На мгновение застыв перед размахом собственных мыслей, Клео представила себе то эпохальное разрушение, которое произвел человек, вытащив его на зловонные берега вокруг того самого, где лежало оно и воняло. Того старого нарушителя границ, который давным-давно создал нас — мимоходом, бездумно, под серыми бушующими волнами. Великого гостя, всегда существовавшего под поверхностями мира, но никогда на них.

Как учила ее мать, как учила мать ее собственная мать и так далее и как Клео сообщила всем научным журналам, которые с тех пор даже не отвечали на ее письма, вся жизнь на планете возникла из крохотных органических частиц, выделившихся при столкновении с планетой, когда нечто пронзило космос 535 миллионов лет назад. И будучи подвидом этого нечто, мы теперь превратились во множество коварных узурпаторов. Теперь она не сомневалась в том, что оно завершит разрушение, начатое сжиганием углей в промышленном масштабе. Человечество по неведению своему последние две сотни лет дотошно и старательно будило собственного родителя.

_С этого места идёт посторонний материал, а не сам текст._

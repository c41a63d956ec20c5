//! Purpose: Deferred predicate construction for row filtering.
//! Exports: `Operator`, `Predicate`, `and`, `or`, `not`.
//! Role: The contract between columns, queries, and row scans; knows nothing of Column or Table.
//! Invariants: An operator's build step runs once per query execution, never cached across runs.
//! Invariants: `and` of no operators is constant true; `or` of no operators is constant false.

use std::fmt;
use std::rc::Rc;

/// A test over a row position, built fresh for each query execution.
pub type Predicate = Box<dyn Fn(usize) -> bool>;

/// A zero-argument factory of predicates. Cloning shares the factory.
#[derive(Clone)]
pub struct Operator {
    build: Rc<dyn Fn() -> Predicate>,
}

impl Operator {
    pub fn new(build: impl Fn() -> Predicate + 'static) -> Self {
        Self {
            build: Rc::new(build),
        }
    }

    pub fn build(&self) -> Predicate {
        (self.build)()
    }
}

impl fmt::Debug for Operator {
    fn fmt(&self, f: &mut fmt::Formatter<'_>) -> fmt::Result {
        f.debug_struct("Operator").finish_non_exhaustive()
    }
}

pub fn and(operators: impl IntoIterator<Item = Operator>) -> Operator {
    let operators: Vec<Operator> = operators.into_iter().collect();
    Operator::new(move || {
        let predicates: Vec<Predicate> = operators.iter().map(Operator::build).collect();
        Box::new(move |index| predicates.iter().all(|predicate| predicate(index)))
    })
}

pub fn or(operators: impl IntoIterator<Item = Operator>) -> Operator {
    let operators: Vec<Operator> = operators.into_iter().collect();
    Operator::new(move || {
        let predicates: Vec<Predicate> = operators.iter().map(Operator::build).collect();
        Box::new(move |index| predicates.iter().any(|predicate| predicate(index)))
    })
}

pub fn not(operator: Operator) -> Operator {
    Operator::new(move || {
        let predicate = operator.build();
        Box::new(move |index| !predicate(index))
    })
}
//! Purpose: Embedded in-process columnar tables with composable query filters.
//! Exports: `core` (columns, tables, queries, operators, errors) plus root re-exports.
//! Role: Library crate consumed directly by host programs; no binary or wire surface.
//! Invariants: Tables and columns are single-owner, single-threaded value containers.
//! Invariants: Query execution is lazy, re-derived per call, and never mutates a table.
pub mod core;

pub use crate::core::column::{Column, NO_VALUE};
pub use crate::core::error::{Error, ErrorKind};
pub use crate::core::operator::{Operator, Predicate, and, not, or};
pub use crate::core::query::Query;
pub use crate::core::table::{Row, Table};
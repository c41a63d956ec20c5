//! Purpose: Demo of table construction, late-added columns, and membership filters.
//! Exports: None (example binary entry point only).
//! Role: Generates a random roster, then queries it; built via `cargo run --example`.
//! Invariants: Exercises only the public crate surface.
use serde_json::{Value, json};
use tabulite::{Column, Error, Row, Table};
use tracing_subscriber::EnvFilter;

const GIVEN_NAMES: [&str; 10] = [
    "Boris", "Theresa", "David", "Gordon", "Tony", "John", "Margaret", "James", "Harold", "Edward",
];
const FAMILY_NAMES: [&str; 10] = [
    "Johnson", "May", "Cameron", "Brown", "Blair", "Major", "Thatcher", "Callaghan", "Wilson",
    "Heath",
];
const COUNTIES: [&str; 6] = [
    "Cambridgeshire", "East Sussex", "Essex", "Kent", "Suffolk", "West Sussex",
];

fn main() {
    init_tracing();
    if let Err(err) = run() {
        eprintln!("membership demo failed: {err}");
        std::process::exit(1);
    }
}

fn run() -> Result<(), Error> {
    let mut membership = Table::new("membership");
    let id = Column::new("id");
    let given_name = Column::new("givenName");
    let family_name = Column::new("familyName");
    membership.add([id.clone(), given_name.clone(), family_name.clone()])?;

    // The first ten members arrive before a county column exists; their
    // county value is silently dropped, exactly like an unknown record key.
    for n in 0..10 {
        membership.insert(&member(n));
    }

    let county = Column::new("county");
    membership.add([county.clone()])?;
    for n in 10..20 {
        membership.insert(&member(n));
    }

    for mut member in membership
        .filter(given_name.is_in(["David", "James"]))
        .select(&[id, given_name.clone(), family_name, county])
    {
        member
            .entry("county")
            .or_insert_with(|| json!("Not specified"));
        println!("{}", Value::Object(member));
    }

    Ok(())
}

fn member(id: usize) -> Row {
    let record = json!({
        "id": id,
        "givenName": pick(&GIVEN_NAMES),
        "familyName": pick(&FAMILY_NAMES),
        "county": pick(&COUNTIES),
    });
    match record {
        Value::Object(row) => row,
        _ => unreachable!(),
    }
}

fn pick(names: &[&'static str]) -> &'static str {
    names[fastrand::usize(..names.len())]
}

fn init_tracing() {
    let env_filter = EnvFilter::try_from_default_env().unwrap_or_else(|_| EnvFilter::new("info"));
    let _ = tracing_subscriber::fmt()
        .with_env_filter(env_filter)
        .with_target(false)
        .try_init();
}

Однако Клео давно уже решила увидеть конец, оставаясь вблизи от своих возлюбленных бухточек: возле той береговой линии, на которой ее семейство поколение за поколением обретало многочисленные знаки, где и она сама обрела свой первый символ. Знамения, которые следовало изучать всем; признаки, затемненные постепенным обрушением цивилизации. Новые голоса теперь пели в дожде, ветре, беспощадных приливах и во снах, толкование которых требовало целой жизни. Однако каждый крик в ее видениях знаменовал собой много большие ужасы, которые еще предстояло перенести.

Но кто, кто станет слушать семидесятипятилетнюю старуху, находящуюся на пороге деменции, местную чудачку, мать которой совершила самоубийство в сумасшедшем доме? Однако, ковыляя по супермаркетам и достопримечательностям своей незначительной бухточки, расположенной на юго-западном английском берегу, она рассказывала тем немногим, кто был готов слушать ее, о том, что существует нечто, слишком ужасное не только для понимания, но даже для веры. И что оно уже шевелится… давно, много лет.

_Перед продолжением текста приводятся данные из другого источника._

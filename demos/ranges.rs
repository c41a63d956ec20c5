//! Purpose: Demo of cascading queries and `evaluate` filters over date ranges.
//! Exports: None (example binary entry point only).
//! Role: Finds the year ranges containing today; built via `cargo run --example`.
//! Invariants: Exercises only the public crate surface.
use std::error::Error as StdError;

use serde_json::{Value, json};
use tabulite::{Column, Operator, Row, Table};
use time::format_description::{self, FormatItem};
use time::{Date, Month, OffsetDateTime};
use tracing_subscriber::EnvFilter;

fn main() {
    init_tracing();
    if let Err(err) = run() {
        eprintln!("ranges demo failed: {err}");
        std::process::exit(1);
    }
}

fn run() -> Result<(), Box<dyn StdError>> {
    // Dates are stored as julian day numbers; converters render them back to
    // calendar dates at read time, so filters see the rendered form too.
    let format = format_description::parse("[year]-[month]-[day]")?;
    let mut ranges = Table::new("ranges");
    let name = Column::new("name");
    let from = Column::new("from").to(render_day(format.clone()));
    let to = Column::new("to").to(render_day(format.clone()));
    ranges.add([name.clone(), from.clone(), to.clone()])?;

    for year in 1970..2070 {
        let start = Date::from_calendar_date(year, Month::January, 1)?;
        let end = Date::from_calendar_date(year + 5, Month::December, 31)?;
        ranges.insert(&row(json!({
            "name": format!("{year} - {}", year + 5),
            "from": start.to_julian_day(),
            "to": end.to_julian_day(),
        })));
    }

    // Two cascading refinements; the first query remains usable on its own.
    let today = OffsetDateTime::now_utc().date();
    let started = ranges.filter(date_at_most(&from, format.clone(), today));
    let active = started.filter(date_at_least(&to, format, today));

    for range in active.select(&[name.clone(), from.clone(), to.clone()]) {
        println!("{}", Value::Object(range));
    }

    Ok(())
}

fn date_at_most(column: &Column, format: Vec<FormatItem<'static>>, bound: Date) -> Operator {
    column.evaluate(move |value| {
        parse_day(value, &format).is_some_and(|date| date <= bound)
    })
}

fn date_at_least(column: &Column, format: Vec<FormatItem<'static>>, bound: Date) -> Operator {
    column.evaluate(move |value| {
        parse_day(value, &format).is_some_and(|date| date >= bound)
    })
}

fn parse_day(value: Option<&Value>, format: &[FormatItem<'static>]) -> Option<Date> {
    let rendered = value.and_then(Value::as_str)?;
    Date::parse(rendered, format).ok()
}

fn render_day(format: Vec<FormatItem<'static>>) -> impl Fn(&Value) -> Value + 'static {
    move |value| {
        value
            .as_i64()
            .and_then(|day| i32::try_from(day).ok())
            .and_then(|day| Date::from_julian_day(day).ok())
            .and_then(|date| date.format(&format).ok())
            .map(Value::from)
            .unwrap_or_else(|| value.clone())
    }
}

fn row(value: Value) -> Row {
    match value {
        Value::Object(map) => map,
        _ => unreachable!(),
    }
}

fn init_tracing() {
    let env_filter = EnvFilter::try_from_default_env().unwrap_or_else(|_| EnvFilter::new("info"));
    let _ = tracing_subscriber::fmt()
        .with_env_filter(env_filter)
        .with_target(false)
        .try_init();
}
// End-to-end coverage of the public surface: building tables, late-added
// columns, converters, aliases, and composed query filters.
use serde_json::{Value, json};
use tabulite::{Column, Row, Table, and, not, or};

fn row(value: Value) -> Row {
    match value {
        Value::Object(map) => map,
        other => panic!("expected object, got {other}"),
    }
}

fn membership() -> (Table, Column, Column, Column) {
    let mut table = Table::new("membership");
    let id = Column::new("id");
    let given_name = Column::new("givenName");
    let family_name = Column::new("familyName");
    table
        .add([id.clone(), given_name.clone(), family_name.clone()])
        .expect("add columns");

    let members = [
        ("Boris", "Johnson"),
        ("Theresa", "May"),
        ("David", "Cameron"),
        ("Gordon", "Brown"),
        ("Tony", "Blair"),
        ("John", "Major"),
        ("Margaret", "Thatcher"),
        ("James", "Callaghan"),
        ("Harold", "Wilson"),
        ("David", "Steel"),
    ];
    for (n, (given, family)) in members.iter().enumerate() {
        let index = table.insert(&row(json!({
            "id": n,
            "givenName": given,
            "familyName": family,
            "county": "Kent",
        })));
        assert_eq!(index, n);
    }

    (table, id, given_name, family_name)
}

fn ids(rows: impl Iterator<Item = Row>) -> Vec<i64> {
    rows.map(|member| member.get("id").and_then(Value::as_i64).expect("id"))
        .collect()
}

#[test]
fn membership_flow_with_late_added_column() {
    let (mut table, id, given_name, family_name) = membership();

    // "county" arrives after ten rows already exist; they must read as empty.
    let county = Column::new("county");
    table.add([county.clone()]).expect("add county");
    for n in 10..13 {
        table.insert(&row(json!({
            "id": n,
            "givenName": "Edward",
            "familyName": "Heath",
            "county": "Essex",
        })));
    }

    assert_eq!(table.rows(), 13);
    for n in 0..10 {
        assert_eq!(county.value(n), None, "backfilled row {n}");
    }
    assert_eq!(county.value(10), Some(json!("Essex")));

    let selected: Vec<Row> = table
        .filter(given_name.is_in(["David", "James"]))
        .select(&[id.clone(), given_name.clone(), family_name.clone(), county.clone()])
        .collect();
    assert_eq!(ids(selected.clone().into_iter()), vec![2, 7, 9]);

    // Rows 2/7/9 predate the county column, so the key is absent entirely.
    for member in &selected {
        assert_eq!(member.get("county"), None);
    }
    let keys: Vec<&String> = selected[0].keys().collect();
    assert_eq!(keys, ["id", "givenName", "familyName"]);
}

#[test]
fn equality_and_combinators_agree() {
    let (table, _, given_name, family_name) = membership();

    let davids = table.filter(given_name.equals("David"));
    assert_eq!(davids.indexes().collect::<Vec<_>>(), vec![2, 9]);

    let cameron_david = davids.filter(family_name.equals("Cameron"));
    assert_eq!(cameron_david.indexes().collect::<Vec<_>>(), vec![2]);

    // where(A).where(B) == where(and(A, B)) == where(B).where(A)
    let conjoined = table.filter(and([
        given_name.equals("David"),
        family_name.equals("Cameron"),
    ]));
    assert_eq!(
        conjoined.indexes().collect::<Vec<_>>(),
        cameron_david.indexes().collect::<Vec<_>>()
    );

    let either = table.filter(or([
        given_name.equals("Margaret"),
        given_name.equals("Harold"),
    ]));
    assert_eq!(either.indexes().collect::<Vec<_>>(), vec![6, 8]);

    let excluded = table.filter(not(given_name.is_in(["David", "James"])));
    assert_eq!(
        excluded.indexes().collect::<Vec<_>>(),
        vec![0, 1, 3, 4, 5, 6, 8]
    );
}

#[test]
fn absent_filter_values_match_nothing_and_leave_pools_alone() {
    let (table, _, given_name, _) = membership();
    let before = given_name.distinct().len();

    assert_eq!(table.filter(given_name.equals("Zeno")).indexes().count(), 0);
    assert_eq!(
        table
            .filter(given_name.is_in(["Zeno", "Parmenides"]))
            .indexes()
            .count(),
        0
    );
    assert_eq!(given_name.distinct().len(), before);
}

#[test]
fn aliases_project_under_their_own_name() {
    let (table, id, given_name, _) = membership();

    let forename = given_name.alias("forename");
    let first: Row = table
        .filter(id.equals(0))
        .select(&[forename])
        .next()
        .expect("row 0");
    assert_eq!(first.get("forename"), Some(&json!("Boris")));
    assert_eq!(first.get("givenName"), None);
}

#[test]
fn converters_shape_projection() {
    let (mut table, id, _, _) = membership();
    let initial = Column::new("initial").to(|value| {
        json!(value.as_str().and_then(|name| name.get(..1)).unwrap_or("?"))
    });
    table.add([initial.clone()]).expect("add initial");
    table.insert(&row(json!({"id": 10, "initial": "Edward"})));

    let last: Row = table
        .filter(id.equals(10))
        .select(&[initial])
        .next()
        .expect("row 10");
    assert_eq!(last.get("initial"), Some(&json!("E")));
}

#[test]
fn date_ranges_via_evaluate() {
    // The between.ts scenario: rows span [from, to] ranges, the query keeps
    // the ranges containing a probe point.
    let mut table = Table::new("ranges");
    let name = Column::new("name");
    let from = Column::new("from");
    let to = Column::new("to");
    table
        .add([name.clone(), from.clone(), to.clone()])
        .expect("add");

    for year in 1990..2000 {
        table.insert(&row(json!({
            "name": format!("{year} - {}", year + 5),
            "from": year,
            "to": year + 5,
        })));
    }

    let probe: i64 = 1997;
    let starts_before = from.evaluate(move |value| {
        value.and_then(Value::as_i64).is_some_and(|year| year <= probe)
    });
    let ends_after = to.evaluate(move |value| {
        value.and_then(Value::as_i64).is_some_and(|year| year >= probe)
    });

    let active: Vec<Row> = table
        .filter(starts_before)
        .filter(ends_after)
        .select(&[name.clone()])
        .collect();
    let names: Vec<&str> = active
        .iter()
        .map(|range| range.get("name").and_then(Value::as_str).expect("name"))
        .collect();
    assert_eq!(
        names,
        ["1992 - 1997", "1993 - 1998", "1994 - 1999", "1995 - 2000", "1996 - 2001", "1997 - 2002"]
    );
}

#[test]
fn serde_records_round_trip() {
    #[derive(serde::Serialize)]
    struct Member {
        id: u32,
        #[serde(rename = "givenName")]
        given_name: String,
        #[serde(rename = "familyName")]
        family_name: String,
    }

    let (mut table, id, _, _) = membership();
    let index = table
        .insert_from(&Member {
            id: 10,
            given_name: "Edward".into(),
            family_name: "Heath".into(),
        })
        .expect("insert record");
    assert_eq!(index, 10);

    let added: Vec<Row> = table.filter(id.equals(10)).select(&[]).collect();
    assert_eq!(
        added,
        vec![row(json!({
            "id": 10,
            "givenName": "Edward",
            "familyName": "Heath",
        }))]
    );
}

#[test]
fn deep_copied_tables_diverge() {
    let (table, _, given_name, _) = membership();
    let mut copied = Table::copy_of("membership-2026", &table);

    copied.insert(&row(json!({
        "id": 10,
        "givenName": "David",
        "familyName": "Lloyd George",
    })));

    assert_eq!(table.rows(), 10);
    assert_eq!(copied.rows(), 11);

    // The copy's columns answer queries built from the copy, not the source.
    let copied_given = copied.columns()[1].clone();
    assert_eq!(copied.filter(copied_given.is_in(["David"])).indexes().count(), 3);
    assert_eq!(table.filter(given_name.is_in(["David"])).indexes().count(), 2);
}
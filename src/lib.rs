//! # rubik-engine
//!
//! A 3x3x3 Rubik's Cube facelet model and move engine.
//!
//! ## Design Principles
//!
//! 1. **One Addressing Function**: every (face, position) reference goes
//!    through `core::index`. Move tables are built from it, renderers
//!    read through it.
//!
//! 2. **State Is Derived**: an engine stores an initial array and a move
//!    history. The current array is a cache of replaying that history.
//!
//! 3. **Lenient Notation, Strict Model**: malformed move tokens are
//!    dropped with a log record; bad faces, positions or colors are
//!    errors.
//!
//! ## Architecture
//!
//! - **Flat Facelets**: 54 colors in `U R F D L B` order, 9 per face,
//!   row-major.
//!
//! - **4-Cycle Tables**: each clockwise quarter turn is five disjoint
//!   4-cycles. Prime and double moves repeat it 3 and 2 times.
//!
//! - **Deterministic Scrambles**: seeded ChaCha8, snapshot-restorable.
//!
//! ## Modules
//!
//! - `core`: colors, faces, facelet array, addressing, RNG, config, errors
//! - `moves`: notation parsing and quarter-turn permutations
//! - `engine`: the cube engine, scrambles, snapshots
//! - `python`: PyO3 bindings (feature `python`)

pub mod core;
pub mod moves;
pub mod engine;

#[cfg(feature = "python")]
pub mod python;

// Re-export commonly used types
pub use crate::core::{
    index, locate, Color, CubeError, CubeResult, CubeRng, CubeRngState, EngineConfig,
    Face, Facelets, FACE_ORDER, FACELET_COUNT, SOLVED,
};

pub use crate::moves::{
    apply_move, apply_moves, format_sequence, invert_sequence, parse_sequence,
    Modifier, Move, ParsedSequence, Permutation,
};

pub use crate::engine::{CubeEngine, CubeSnapshot};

Где-то там, в недрах мира, но и внутри самой жизни, какой мы знаем ее.

Наконец Клео обрела силы, позволившие нарушить овладевшее ею оцепенение, пустое, полное безразличия, однако то и дело перемежавшееся лихорадочными раздумьями, и отключить службу новостей. Тьма, царившая в комнате, сгустилась, разогревая облако жара, окружавшее ее кресло.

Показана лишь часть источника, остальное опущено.